As Charles Russell Speechlys opens for business this month, the strategy of the newest entrant into the UK's top 25 firms is beginning to come into focus.

While both legacy firms have a notable private client heritage, senior partner Christopher Page says there is a subtle change in emphasis for the newly combined outfit.

"We are using private wealth as our hook rather than private client," he tells Legal Week. "That incorporates rather more than the traditional estates planning, tax and trusts work."

Page says this shift was one of the key drivers behind the merger. Both firms realised they needed to look at how they could bolster the commercial elements of their traditional private client work, including developing their real estate and corporate practices.

"Many of the clients will have fairly substantial corporate interests, which they've either owned for many generations or only acquired fairly recently through entrepreneurial activity," points out managing partner James Carter. "If we are going to provide a truly integrated service it's about those businesses as well as the individuals."

The new management team wants to challenge the likes of Macfarlanes and Taylor Wessing, rather than a traditional private client powerhouse such as Farrers.

"Farrers are excellent at what they do but I'm not sure they would say they have the same litigation or commercial arms as we now do," says Page.

"If you look at Macfarlanes' private client offering they are a top rated private client practice. But they are also a firm that takes private client beyond private client into private wealth," Carter adds. "They may not badge themselves as [that] overtly, but that's what we will do."

Convincing the market that it has the corporate nous to handle that type of work is the next test. Though the new firm's private client credentials are hardly in doubt – one Farrers partner says they are "looking forward to the challenge of facing an even more formidable opponent" – it may be a bigger leap to challenge the City heavyweights it now has in its crosshairs.

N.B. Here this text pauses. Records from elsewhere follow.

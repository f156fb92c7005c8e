use std::process::ExitCode;

use clap::Parser;
use tracing::error;

use coursera_downloader::app::App;
use coursera_downloader::cli::Cli;
use coursera_downloader::common::logger::{PrettyLogger, Verbosity, init_tracing};
use coursera_downloader::config::AppConfig;
use coursera_downloader::downloader::spawn_interrupt_listener;

/// 用户取消时的退出码
const EXIT_CANCELLED: u8 = 130;

async fn run(cli: Cli) -> anyhow::Result<ExitCode> {
    let config = AppConfig::from_cli(&cli)?;

    // 从这里开始 Ctrl-C 由程序自己处理
    let cancel = spawn_interrupt_listener();
    let app = App::new(config, cancel).await?;

    match app.run().await {
        Ok(completed) => {
            PrettyLogger::completion_summary(&completed);
            Ok(ExitCode::SUCCESS)
        }
        Err(e) if e.is_cancelled() => {
            PrettyLogger::warning("下载已取消");
            Ok(ExitCode::from(EXIT_CANCELLED))
        }
        Err(e) => Err(e.into()),
    }
}

#[tokio::main]
async fn main() -> ExitCode {
    // 解析命令行参数
    let cli = Cli::parse();

    // 初始化日志
    init_tracing(Verbosity::from_flags(cli.debug, cli.quiet));

    match run(cli).await {
        Ok(code) => code,
        Err(e) => {
            error!("{:#}", e);
            ExitCode::FAILURE
        }
    }
}
use colored::*;
use tracing::Level;

/// 日志详细程度
#[derive(Debug, Clone, Copy, PartialEq, Eq, Default)]
pub enum Verbosity {
    Debug,
    #[default]
    Normal,
    Quiet,
}

impl Verbosity {
    pub fn from_flags(debug: bool, quiet: bool) -> Self {
        if debug {
            Verbosity::Debug
        } else if quiet {
            Verbosity::Quiet
        } else {
            Verbosity::Normal
        }
    }

    pub fn level(self) -> Level {
        match self {
            Verbosity::Debug => Level::DEBUG,
            Verbosity::Normal => Level::INFO,
            Verbosity::Quiet => Level::ERROR,
        }
    }
}

/// 初始化 tracing 输出，只能调用一次
pub fn init_tracing(verbosity: Verbosity) {
    tracing_subscriber::fmt()
        .with_max_level(verbosity.level())
        .with_target(verbosity == Verbosity::Debug)
        .init();
}

/// 漂亮的日志输出工具。
///
/// 是否输出跟随 tracing 的级别，`--quiet` 时只剩错误信息。
pub struct PrettyLogger;

impl PrettyLogger {
    fn visible(level: Level) -> bool {
        if level == Level::WARN {
            tracing::enabled!(Level::WARN)
        } else {
            tracing::enabled!(Level::INFO)
        }
    }

    /// 显示成功消息
    pub fn success(message: impl AsRef<str>) {
        if Self::visible(Level::INFO) {
            println!("{} {}", "✓".green().bold(), message.as_ref());
        }
    }

    /// 显示警告消息
    pub fn warning(message: impl AsRef<str>) {
        if Self::visible(Level::WARN) {
            println!("{} {}", "⚠".yellow().bold(), message.as_ref());
        }
    }

    /// 显示步骤开始
    pub fn step_start(step: impl AsRef<str>) {
        if Self::visible(Level::INFO) {
            println!("\n{} {}", "▶".cyan().bold(), step.as_ref().bold());
        }
    }

    /// 列出看起来已经结课的课程
    pub fn completion_summary(classes: &[String]) {
        if classes.is_empty() || !Self::visible(Level::INFO) {
            return;
        }
        println!(
            "\n{} {}",
            "Classes which appear completed:".green().bold(),
            classes.join(" ")
        );
    }
}

#[macro_export]
macro_rules! log_success {
    ($($arg:tt)*) => {
        $crate::common::logger::PrettyLogger::success(format!($($arg)*))
    };
}

#[macro_export]
macro_rules! log_step {
    ($($arg:tt)*) => {
        $crate::common::logger::PrettyLogger::step_start(format!($($arg)*))
    };
}
use reqwest::StatusCode;
use thiserror::Error;

#[derive(Debug, Error)]
pub enum DownloadError {
    #[error("HTTP错误: {0}")]
    HttpError(#[from] reqwest::Error),

    #[error("IO错误: {0}")]
    IoError(#[from] std::io::Error),

    #[error("下载 {url} 失败，状态码: {status}")]
    HttpStatus { url: String, status: StatusCode },

    #[error("{program} 退出码异常: {code:?}")]
    ExternalFailed { program: String, code: Option<i32> },

    #[error("用户取消了下载")]
    Cancelled,
}

impl DownloadError {
    pub fn is_cancelled(&self) -> bool {
        matches!(self, DownloadError::Cancelled)
    }
}
use std::collections::BTreeMap;

/// 一个讲座：格式到下载地址的映射，按格式名排序
#[derive(Debug, Clone, PartialEq, Eq)]
pub struct Lecture {
    pub name: String,
    pub index: usize, // 章节内从 1 开始
    pub resources: BTreeMap<String, String>,
}

impl Lecture {
    pub fn resource(&self, format: &str) -> Option<&str> {
        self.resources.get(format).map(String::as_str)
    }
}

#[derive(Debug, Clone, PartialEq, Eq)]
pub struct Section {
    pub name: String,
    pub index: usize, // 展示顺序，从 1 开始
    pub lectures: Vec<Lecture>,
}

/// 解析后的课程，创建后不再修改
#[derive(Debug, Clone, Default, PartialEq, Eq)]
pub struct Course {
    sections: Vec<Section>,
}

impl Course {
    pub fn new(sections: Vec<Section>) -> Self {
        Self { sections }
    }

    pub fn sections(&self) -> &[Section] {
        &self.sections
    }

    pub fn is_empty(&self) -> bool {
        self.sections.is_empty()
    }

    pub fn lecture_count(&self) -> usize {
        self.sections.iter().map(|s| s.lectures.len()).sum()
    }
}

"My view on mergers like this is that if you put two firms together, just because you're a bigger firm you don't necessarily lift the practices into the upper tier," says a partner at a rival firm. "Speechly do have a corporate practice but that operates at the lower end of the market."

To bridge that gap in perception, Carter says the initial focus is most likely to be on strengthening its corporate offering.

"Do I think we are more likely to recruit in that area? The answer may be yes. When you already have a top private client practice the ability to recruit into that is relatively modest."

Of the legacy firms' combined £130.5m 2013-14 turnover, litigation accounts for some £21.9m and real estate £27.6m, compared to private client at £35m and business services at around £46m.

With extra size comes a broader geographical gaze too, with management saying that the firm will target regions where the private wealth work already exists, such as the Gulf and sub-Saharan Africa.

The new firm is ambitious but some important housekeeping still remains to be sorted out. Management want staff from legacy Speechlys' old headquarters at 6 New Street Square working alongside those from Charles Russell's London base at 5 Fleet Place – currently the combined firm's head office – in one London location, saving on the merged firm's substantial office costs.

While the firm has no immediate plans to shift from its two-location set up, Carter and Page hope the situation is only temporary.

"There's no denying the objective is to get the maximum use out of our premises," Carter says. "The issue that always comes up is why can't you sort this out quickly? But you can't sort out two large premises in the middle of London in just six months."

Such teething issues may be inevitable, but once the merger settles down, the firm is committed to matching its ambition and challenging some of the City's most respected players.